**REQUIREMENT**
Lines that include the word "SessionCoordinator" should be copied from the listing that follows.

**THE RECORDS**
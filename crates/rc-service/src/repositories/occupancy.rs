//! Room-level occupancy ledger.
//!
//! Append-only intervals describing when a room was in use, one open
//! interval per active occupancy window. The close path targets the
//! newest **open** interval for a title; an absent or already-closed
//! interval is a logged no-op, never an error.
//!
//! The lookup here is keyed only by title: the room-level ledger tracks
//! room-wide start/end, not per-attendee occupancy, and has at most one
//! open interval under normal operation. Per-participant intervals live
//! in [`crate::repositories::participant_usage`], whose close must also
//! match on identity.

use crate::errors::RcError;
use crate::models::{IntervalStatus, NewOccupancyInterval, OccupancyRecord};
use crate::observability::metrics;
use async_trait::async_trait;
use common::types::{RoomTitle, TeamId};
use sqlx::postgres::PgRow;
use sqlx::{PgPool, Row};
use std::time::Instant;
use tracing::{debug, instrument};

/// Ledger of room-level occupancy intervals.
#[async_trait]
pub trait OccupancyLedger: Send + Sync {
    /// Append an open interval for a room.
    async fn open_interval(
        &self,
        interval: NewOccupancyInterval,
    ) -> Result<OccupancyRecord, RcError>;

    /// Newest interval for a room regardless of status.
    async fn latest_for_room(
        &self,
        title: &RoomTitle,
    ) -> Result<Option<OccupancyRecord>, RcError>;

    /// Close the newest open interval for a room.
    ///
    /// Returns `Ok(None)` without error when the room has no open
    /// interval (never occupied, or already closed).
    async fn close_latest_open_for_room(
        &self,
        title: &RoomTitle,
    ) -> Result<Option<OccupancyRecord>, RcError>;
}

/// Postgres-backed occupancy ledger.
#[derive(Clone)]
pub struct PgOccupancyLedger {
    pool: PgPool,
}

impl PgOccupancyLedger {
    /// Create a ledger over a connection pool.
    pub fn new(pool: PgPool) -> Self {
        Self { pool }
    }
}

/// Columns selected for every occupancy query.
const OCCUPANCY_COLUMNS: &str = r#"
    occupancy_id, team_id, title, attendee_name, user_email,
    started_at, ended_at, status
"#;

/// Insert an open interval through any Postgres executor.
///
/// Shared with the meeting record store, which writes the opening
/// interval inside the room-creation transaction. All occupancy SQL
/// stays in this module.
pub(crate) async fn insert_open_interval<'e, E>(
    executor: E,
    interval: &NewOccupancyInterval,
) -> Result<OccupancyRecord, sqlx::Error>
where
    E: sqlx::PgExecutor<'e>,
{
    let query = format!(
        r#"
        INSERT INTO occupancy_records (team_id, title, attendee_name, user_email, status)
        VALUES ($1, $2, $3, $4, 'open')
        RETURNING {OCCUPANCY_COLUMNS}
        "#
    );

    let row = sqlx::query(&query)
        .bind(interval.team_id.as_str())
        .bind(interval.title.as_str())
        .bind(&interval.attendee_name)
        .bind(&interval.user_email)
        .fetch_one(executor)
        .await?;

    Ok(map_row_to_occupancy(&row))
}

/// Map a database row to an `OccupancyRecord`.
fn map_row_to_occupancy(row: &PgRow) -> OccupancyRecord {
    OccupancyRecord {
        occupancy_id: row.get("occupancy_id"),
        team_id: TeamId::new(row.get::<String, _>("team_id")),
        title: RoomTitle::normalized(row.get("title")),
        attendee_name: row.get("attendee_name"),
        user_email: row.get("user_email"),
        started_at: row.get("started_at"),
        ended_at: row.get("ended_at"),
        status: IntervalStatus::from_db_str(row.get("status")),
    }
}

#[async_trait]
impl OccupancyLedger for PgOccupancyLedger {
    #[instrument(skip_all, name = "rc.repo.open_occupancy_interval", fields(title = %interval.title))]
    async fn open_interval(
        &self,
        interval: NewOccupancyInterval,
    ) -> Result<OccupancyRecord, RcError> {
        let start = Instant::now();

        let record = insert_open_interval(&self.pool, &interval)
            .await
            .map_err(|e| {
                metrics::record_db_query("open_occupancy_interval", "error", start.elapsed());
                RcError::from(e)
            })?;

        metrics::record_db_query("open_occupancy_interval", "success", start.elapsed());

        Ok(record)
    }

    #[instrument(skip_all, name = "rc.repo.latest_room_interval", fields(title = %title))]
    async fn latest_for_room(
        &self,
        title: &RoomTitle,
    ) -> Result<Option<OccupancyRecord>, RcError> {
        let start = Instant::now();

        let query = format!(
            r#"
            SELECT {OCCUPANCY_COLUMNS}
            FROM occupancy_records
            WHERE title = $1
            ORDER BY started_at DESC
            LIMIT 1
            "#
        );

        let row = sqlx::query(&query)
            .bind(title.as_str())
            .fetch_optional(&self.pool)
            .await
            .map_err(|e| {
                metrics::record_db_query("latest_room_interval", "error", start.elapsed());
                RcError::from(e)
            })?;

        metrics::record_db_query("latest_room_interval", "success", start.elapsed());

        Ok(row.as_ref().map(map_row_to_occupancy))
    }

    #[instrument(skip_all, name = "rc.repo.close_room_interval", fields(title = %title))]
    async fn close_latest_open_for_room(
        &self,
        title: &RoomTitle,
    ) -> Result<Option<OccupancyRecord>, RcError> {
        let start = Instant::now();

        let query = format!(
            r#"
            UPDATE occupancy_records
            SET ended_at = NOW(), status = 'closed'
            WHERE occupancy_id = (
                SELECT occupancy_id
                FROM occupancy_records
                WHERE title = $1 AND status = 'open'
                ORDER BY started_at DESC
                LIMIT 1
            )
            RETURNING {OCCUPANCY_COLUMNS}
            "#
        );

        let row = sqlx::query(&query)
            .bind(title.as_str())
            .fetch_optional(&self.pool)
            .await
            .map_err(|e| {
                metrics::record_db_query("close_room_interval", "error", start.elapsed());
                RcError::from(e)
            })?;

        metrics::record_db_query("close_room_interval", "success", start.elapsed());

        match row {
            Some(row) => Ok(Some(map_row_to_occupancy(&row))),
            None => {
                debug!(
                    target: "rc.repo.occupancy",
                    title = %title,
                    "No open occupancy interval to close (never occupied, or already closed)"
                );
                Ok(None)
            }
        }
    }
}
//! Room Controller (RC) Service Library
//!
//! Core session-lifecycle and occupancy-accounting logic for ad-hoc team
//! video meetings. A meeting is tied to a logical "room" identified by a
//! title; the RC decides whether a live session already exists for that
//! title, reuses or creates the provider-side meeting, admits attendees,
//! and keeps a durable ledger of who occupied the room and for how long.
//!
//! The RC deliberately does **not** own the media transport (delegated to
//! an external conferencing provider), the identity layer, or the HTTP
//! front door; those collaborate with this library through the
//! [`services::SessionCoordinator`] API and the error taxonomy in
//! [`errors`].
//!
//! # Architecture
//!
//! ```text
//! front door ──► SessionCoordinator
//!                ├── ConferenceProviderGateway (HTTP, provider meetings/attendees)
//!                ├── MeetingRecordStore        (live-session records, TTL'd)
//!                ├── OccupancyLedger           (room-level occupancy intervals)
//!                └── ParticipantUsageTracker   (per-participant intervals)
//! ```
//!
//! # Key Design Decisions
//!
//! - **Postgres for state**: transactional multi-record writes pair the
//!   meeting record with its opening occupancy interval; descending
//!   `started_at` queries serve "latest interval" lookups; `expires_at`
//!   columns give logical TTL with a background sweeper for physical
//!   removal.
//! - **Interface-typed seams**: every collaborator of the coordinator is
//!   an async trait, so tests substitute in-memory fakes without
//!   process-wide mutation.
//! - **No internal retries**: provider failures are classified
//!   (bad request / unavailable / not found) and surfaced; retrying is
//!   the upstream handler's call.
//!
//! # Modules
//!
//! - [`config`] - Service configuration from environment
//! - [`errors`] - Error taxonomy with transport-status mapping
//! - [`models`] - Records, provider descriptors, request/outcome types
//! - [`repositories`] - Store traits and their Postgres implementations
//! - [`services`] - Provider gateway client and the session coordinator
//! - [`observability`] - Prometheus metrics
//! - [`tasks`] - Background expiry sweeper

pub mod config;
pub mod errors;
pub mod models;
pub mod observability;
pub mod repositories;
pub mod services;
pub mod tasks;
//! Room Controller error types.
//!
//! Provider failures are classified into a small taxonomy the upstream
//! front door can map to transport status codes; internal details are
//! logged server-side but not exposed to clients.

use thiserror::Error;

/// Room Controller error type.
///
/// Classification drives caller behavior:
/// - `ProviderBadRequest`: not retriable without changing input
/// - `ProviderUnavailable`: transient, caller may retry
/// - `ProviderMeetingNotFound`: a stored record is stale; triggers local
///   cleanup before surfacing
/// - `StaleSession`: surfaced after such cleanup; a retried join recreates
///   the session
/// - `Store`: backing store failure, always surfaced
#[derive(Debug, Error)]
pub enum RcError {
    /// Provider rejected the request input.
    #[error("Provider rejected request: {0}")]
    ProviderBadRequest(String),

    /// Provider-side outage or timeout.
    #[error("Provider unavailable: {0}")]
    ProviderUnavailable(String),

    /// Provider has no meeting with the given id.
    #[error("Provider meeting not found: {0}")]
    ProviderMeetingNotFound(String),

    /// Stored meeting record pointed at a deleted provider meeting.
    #[error("Stale session for room '{0}', retry to recreate")]
    StaleSession(String),

    /// Backing store operation failed.
    #[error("Store error: {0}")]
    Store(String),

    /// Provider descriptor blob could not be encoded or decoded.
    #[error("Serialization error: {0}")]
    Serialization(String),

    /// Configuration error.
    #[error("Configuration error: {0}")]
    Config(String),

    /// Internal error.
    #[error("Internal error: {0}")]
    Internal(String),
}

impl RcError {
    /// Transport status code for the front door to return.
    pub fn status_code(&self) -> u16 {
        match self {
            RcError::ProviderBadRequest(_) => 400,
            RcError::ProviderMeetingNotFound(_) => 404,
            RcError::StaleSession(_) => 409,
            RcError::ProviderUnavailable(_) => 503,
            RcError::Store(_)
            | RcError::Serialization(_)
            | RcError::Config(_)
            | RcError::Internal(_) => 500,
        }
    }

    /// True when the caller may retry the same request unchanged.
    pub fn is_retriable(&self) -> bool {
        matches!(
            self,
            RcError::ProviderUnavailable(_) | RcError::StaleSession(_)
        )
    }

    /// Bounded metric label for this error, one value per variant.
    pub fn reason_label(&self) -> &'static str {
        match self {
            RcError::ProviderBadRequest(_) => "provider_bad_request",
            RcError::ProviderUnavailable(_) => "provider_unavailable",
            RcError::ProviderMeetingNotFound(_) => "provider_meeting_not_found",
            RcError::StaleSession(_) => "stale_session",
            RcError::Store(_) => "store",
            RcError::Serialization(_) => "serialization",
            RcError::Config(_) => "config",
            RcError::Internal(_) => "internal",
        }
    }

    /// Returns a client-safe error message (no internal details).
    pub fn client_message(&self) -> String {
        match self {
            RcError::ProviderBadRequest(_) => "Request rejected".to_string(),
            RcError::ProviderUnavailable(_) => {
                "Conferencing provider unavailable, please retry".to_string()
            }
            RcError::ProviderMeetingNotFound(_) => "Meeting not found".to_string(),
            RcError::StaleSession(_) => {
                "Session expired, please retry to start a new one".to_string()
            }
            RcError::Store(_)
            | RcError::Serialization(_)
            | RcError::Config(_)
            | RcError::Internal(_) => "An internal error occurred".to_string(),
        }
    }
}

impl From<sqlx::Error> for RcError {
    fn from(err: sqlx::Error) -> Self {
        RcError::Store(err.to_string())
    }
}

impl From<serde_json::Error> for RcError {
    fn from(err: serde_json::Error) -> Self {
        RcError::Serialization(err.to_string())
    }
}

**EXPECTED ANSWER**
//! [`services::SessionCoordinator`] API and the error taxonomy in
//! front door ──► SessionCoordinator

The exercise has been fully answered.